Civilization grew up around the manipulation of rivers, so I don’t want to suggest we shouldn’t, but there are limits to how much manipulation is a good thing. This became a theme of my trip to the Bosque del Apache Wildlife Refuge along the Rio Grande in Central New Mexico. The refuge sits on land that was once a constantly changing braided river channel of the Rio Grande. As the river migrated back and forth finding new channels and abandoning old ones, the resulting pools of water would attract migrating waterfowl like Sandhill Cranes and Snow Geese.
Birds migrating is accepted as a good and natural phenomenon. But when a river wants to migrate back and forth within a broad floodplain, it’s seen as a sign of an undisciplined Nature that needs to be brought under control. The US Bureau of Reclamation and the Middle Rio Grande Conservation District responded to that challenge by channelizing the river, building Elephant Butte Dam (completed in 1916), and constructing a 80km “low flow conveyance channel” parallel to the river to make sure water could flow into the reservoir created by the dam. Otherwise the river’s water tended to form pools and some of the water would be lost to infiltration.

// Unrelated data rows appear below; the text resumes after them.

//! Admission scheduler — the control loop that forms parties and binds
//! them to free instances.
//!
//! One scheduler task drives admission: reserve a party's players, claim
//! the lowest free instance, spawn a runner. When players exist but every
//! instance is busy, the reservation is refunded and the loop parks on
//! the pool's release signal; when players are insufficient it re-polls
//! on a bounded interval and consults the [`TerminationDetector`].
//! Shutdown is one-way: in-flight parties always run to completion and
//! are drained before [`AdmissionScheduler::run`] returns.

use std::sync::Arc;
use std::time::Duration;

use tokio::sync::watch;
use tokio::task::JoinHandle;
use tracing::{debug, info};

use lfg_core::{ClearTimeRange, InstanceId};
use lfg_runtime::{InstancePool, run_party};

use crate::roster::RoleRoster;
use crate::termination::TerminationDetector;

/// Re-poll interval while the queue cannot form a party.
pub const DEFAULT_POLL_INTERVAL: Duration = Duration::from_millis(100);

/// Callback invoked after each admission with the claimed instance id.
///
/// The daemon uses this to print a status dump as each party enters.
pub type AdmissionCallback = Arc<dyn Fn(InstanceId) -> BoxFuture + Send + Sync>;

type BoxFuture = std::pin::Pin<Box<dyn std::future::Future<Output = ()> + Send>>;

pub struct AdmissionScheduler {
    roster: Arc<RoleRoster>,
    pool: Arc<InstancePool>,
    clear_range: ClearTimeRange,
    poll_interval: Duration,
    shutdown_tx: watch::Sender<bool>,
    shutdown_rx: watch::Receiver<bool>,
    on_admission: Option<AdmissionCallback>,
}

impl AdmissionScheduler {
    pub fn new(
        roster: Arc<RoleRoster>,
        pool: Arc<InstancePool>,
        clear_range: ClearTimeRange,
    ) -> Self {
        let (shutdown_tx, shutdown_rx) = watch::channel(false);
        Self {
            roster,
            pool,
            clear_range,
            poll_interval: DEFAULT_POLL_INTERVAL,
            shutdown_tx,
            shutdown_rx,
            on_admission: None,
        }
    }

    /// Override the scarcity re-poll interval.
    pub fn with_poll_interval(mut self, interval: Duration) -> Self {
        self.poll_interval = interval;
        self
    }

    /// Set a callback invoked after each admission.
    pub fn with_admission_callback(mut self, callback: AdmissionCallback) -> Self {
        self.on_admission = Some(callback);
        self
    }

    /// Observe the one-way shutdown flag.
    pub fn shutdown_signal(&self) -> watch::Receiver<bool> {
        self.shutdown_rx.clone()
    }

    /// Stop admitting new parties. In-flight parties still complete.
    ///
    /// The flag is monotonic: once set it is never cleared.
    pub fn request_shutdown(&self) {
        let _ = self.shutdown_tx.send(true);
    }

    fn shutting_down(&self) -> bool {
        *self.shutdown_rx.borrow()
    }

    /// Drive admission until no further progress is possible, then drain
    /// every in-flight party.
    pub async fn run(&self) {
        let detector = TerminationDetector::new(self.roster.clone(), self.pool.clone());
        let mut runners: Vec<JoinHandle<()>> = Vec::new();

        info!(instances = self.pool.capacity(), "admission scheduler started");

        while !self.shutting_down() {
            if self.roster.try_reserve().await {
                match self.pool.occupy_free().await {
                    Some(id) => {
                        runners.push(tokio::spawn(run_party(
                            self.pool.clone(),
                            id,
                            self.clear_range,
                        )));
                        debug!(instance = id, "party admitted");
                        if let Some(callback) = &self.on_admission {
                            callback(id).await;
                        }
                    }
                    None => {
                        // Every instance is busy: give the players back
                        // and park until a release.
                        self.roster.refund().await;
                        self.wait_for_release().await;
                    }
                }
            } else {
                tokio::time::sleep(self.poll_interval).await;
                if detector.check().await {
                    info!("no further parties can form, shutting down");
                    self.request_shutdown();
                }
            }
        }

        debug!(in_flight = runners.len(), "draining party runners");
        for handle in runners {
            let _ = handle.await;
        }
        info!("admission scheduler terminated");
    }

    /// Park until an instance is released or shutdown is requested.
    async fn wait_for_release(&self) {
        let mut shutdown = self.shutdown_rx.clone();
        tokio::select! {
            _ = self.pool.wait_for_release() => {}
            _ = shutdown.changed() => {}
        }
    }
}
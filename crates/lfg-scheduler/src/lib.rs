//! lfg-scheduler — party admission and termination.
//!
//! The control plane of the simulator:
//! - [`RoleRoster`] — the shared ledger of unassigned players per role
//! - [`AdmissionScheduler`] — the loop that reserves a party, binds it to
//!   a free instance, and spawns its runner
//! - [`TerminationDetector`] — decides when no further progress is
//!   possible
//!
//! One scheduler task drives admission; at most pool-capacity runner tasks
//! are in flight at any time.

pub mod roster;
pub mod scheduler;
pub mod termination;

pub use roster::RoleRoster;
pub use scheduler::{AdmissionCallback, AdmissionScheduler, DEFAULT_POLL_INTERVAL};
pub use termination::TerminationDetector;
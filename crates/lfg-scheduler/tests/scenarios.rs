//! End-to-end admission scenarios on a paused tokio clock.
//!
//! `start_paused` makes every drawn clear time elapse virtually, so the
//! suite is fast and the fixed scenarios are deterministic.

use std::sync::Arc;
use std::time::Duration;

use lfg_core::{ClearTimeRange, RoleCounts};
use lfg_runtime::InstancePool;
use lfg_scheduler::{AdmissionScheduler, RoleRoster};

fn setup(
    instances: u32,
    tanks: u32,
    healers: u32,
    dps: u32,
    min: u64,
    max: u64,
) -> (Arc<RoleRoster>, Arc<InstancePool>, AdmissionScheduler) {
    let roster = Arc::new(RoleRoster::new(RoleCounts::new(tanks, healers, dps)));
    let pool = Arc::new(InstancePool::new(instances));
    let scheduler = AdmissionScheduler::new(
        roster.clone(),
        pool.clone(),
        ClearTimeRange::from_secs(min, max),
    );
    (roster, pool, scheduler)
}

fn total_served(snapshot: &[lfg_core::InstanceSnapshot]) -> u32 {
    snapshot.iter().map(|s| s.parties_served).sum()
}

#[tokio::test(start_paused = true)]
async fn two_parties_fill_both_instances_and_drain_the_queue() {
    let (roster, pool, scheduler) = setup(2, 2, 2, 6, 1, 1);
    scheduler.run().await;

    let counts = roster.counts().await;
    assert_eq!(counts, RoleCounts::new(0, 0, 0));

    let snapshot = pool.snapshot().await;
    assert!(snapshot.iter().all(|s| !s.occupied));
    // Both parties were admitted before either finished, so each instance
    // served exactly one.
    assert!(snapshot.iter().all(|s| s.parties_served == 1));
    // min == max == 1: every run took exactly one second.
    assert!(snapshot.iter().all(|s| s.total_time == Duration::from_secs(1)));
}

#[tokio::test(start_paused = true)]
async fn single_party_terminates_right_after_its_run() {
    let (roster, pool, scheduler) = setup(1, 1, 1, 3, 1, 2);
    scheduler.run().await;

    assert_eq!(roster.counts().await, RoleCounts::new(0, 0, 0));

    let snapshot = pool.snapshot().await;
    assert!(!snapshot[0].occupied);
    assert_eq!(snapshot[0].parties_served, 1);
    assert!((1..=2).contains(&snapshot[0].total_time.as_secs()));
}

#[tokio::test(start_paused = true)]
async fn tank_bottleneck_leaves_an_imbalanced_queue() {
    let (roster, pool, scheduler) = setup(3, 1, 5, 5, 1, 3);
    scheduler.run().await;

    let counts = roster.counts().await;
    assert_eq!(counts, RoleCounts::new(0, 4, 2));
    assert_eq!(roster.max_formable().await, 0);
    assert_eq!(total_served(&pool.snapshot().await), 1);
}

#[tokio::test(start_paused = true)]
async fn insufficient_queue_terminates_without_admitting() {
    let (roster, pool, scheduler) = setup(2, 1, 1, 2, 1, 1);
    scheduler.run().await;

    assert_eq!(total_served(&pool.snapshot().await), 0);
    assert_eq!(roster.counts().await, RoleCounts::new(1, 1, 2));
}

#[tokio::test(start_paused = true)]
async fn conservation_holds_and_occupancy_stays_bounded() {
    // Five parties through two instances: the third reservation finds no
    // free instance, gets refunded, and waits for a release.
    let (roster, pool, scheduler) = setup(2, 5, 5, 15, 1, 4);

    let occupied_at_admission = Arc::new(tokio::sync::Mutex::new(Vec::new()));
    let scheduler = scheduler.with_admission_callback({
        let pool = pool.clone();
        let seen = occupied_at_admission.clone();
        Arc::new(move |_id| {
            let pool = pool.clone();
            let seen = seen.clone();
            Box::pin(async move {
                seen.lock().await.push(pool.occupied_count().await);
            })
        })
    });

    scheduler.run().await;

    assert_eq!(roster.counts().await, RoleCounts::new(0, 0, 0));
    assert_eq!(total_served(&pool.snapshot().await), 5);

    let seen = occupied_at_admission.lock().await;
    assert_eq!(seen.len(), 5);
    assert!(seen.iter().all(|&occupied| (1..=2).contains(&occupied)));
}

#[tokio::test(start_paused = true)]
async fn sequential_runs_record_durations_in_range() {
    // One instance, four parties: runs are strictly sequential.
    let (_roster, pool, scheduler) = setup(1, 4, 4, 12, 2, 5);
    scheduler.run().await;

    let snapshot = pool.snapshot().await;
    assert_eq!(snapshot[0].parties_served, 4);
    let total_secs = snapshot[0].total_time.as_secs();
    assert!((8..=20).contains(&total_secs));
}

#[tokio::test(start_paused = true)]
async fn snapshots_are_idempotent_after_termination() {
    let (roster, pool, scheduler) = setup(2, 2, 2, 6, 1, 1);
    scheduler.run().await;

    assert_eq!(pool.snapshot().await, pool.snapshot().await);
    assert_eq!(roster.counts().await, roster.counts().await);
    assert_eq!(roster.max_formable().await, 0);
}

#[tokio::test(start_paused = true)]
async fn external_shutdown_stops_admission_and_drains_in_flight_runs() {
    let (roster, pool, scheduler) = setup(1, 10, 10, 30, 1, 1);
    let scheduler = Arc::new(scheduler);

    let run = tokio::spawn({
        let scheduler = scheduler.clone();
        async move { scheduler.run().await }
    });

    // Let a few one-second runs go through, then pull the plug.
    tokio::time::sleep(Duration::from_secs(3)).await;
    scheduler.request_shutdown();
    run.await.unwrap();

    assert!(!pool.any_occupied().await);
    let served = total_served(&pool.snapshot().await);
    assert!(served >= 1);
    // Whatever was admitted completed; the rest of the queue is intact.
    let counts = roster.counts().await;
    assert_eq!(counts.tanks, 10 - served);
    assert_eq!(counts.healers, 10 - served);
    assert_eq!(counts.dps, 30 - 3 * served);
}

The modern refuge, which has been under development since the 1930s, effectively replaces some of the standing water that would have existed had the river not been channelized and bypassed. The refuge today is more farm than wildland. Fields are plowed, planted, and irrigated to attract the geese and cranes, using pumped groundwater, since the river is often dry. What looks like a natural floodplain is intensively managed to enhance the bird population, often at the expense of pesky mammals such as beavers (which are relocated) and coyotes (which have been culled in the past, but no longer).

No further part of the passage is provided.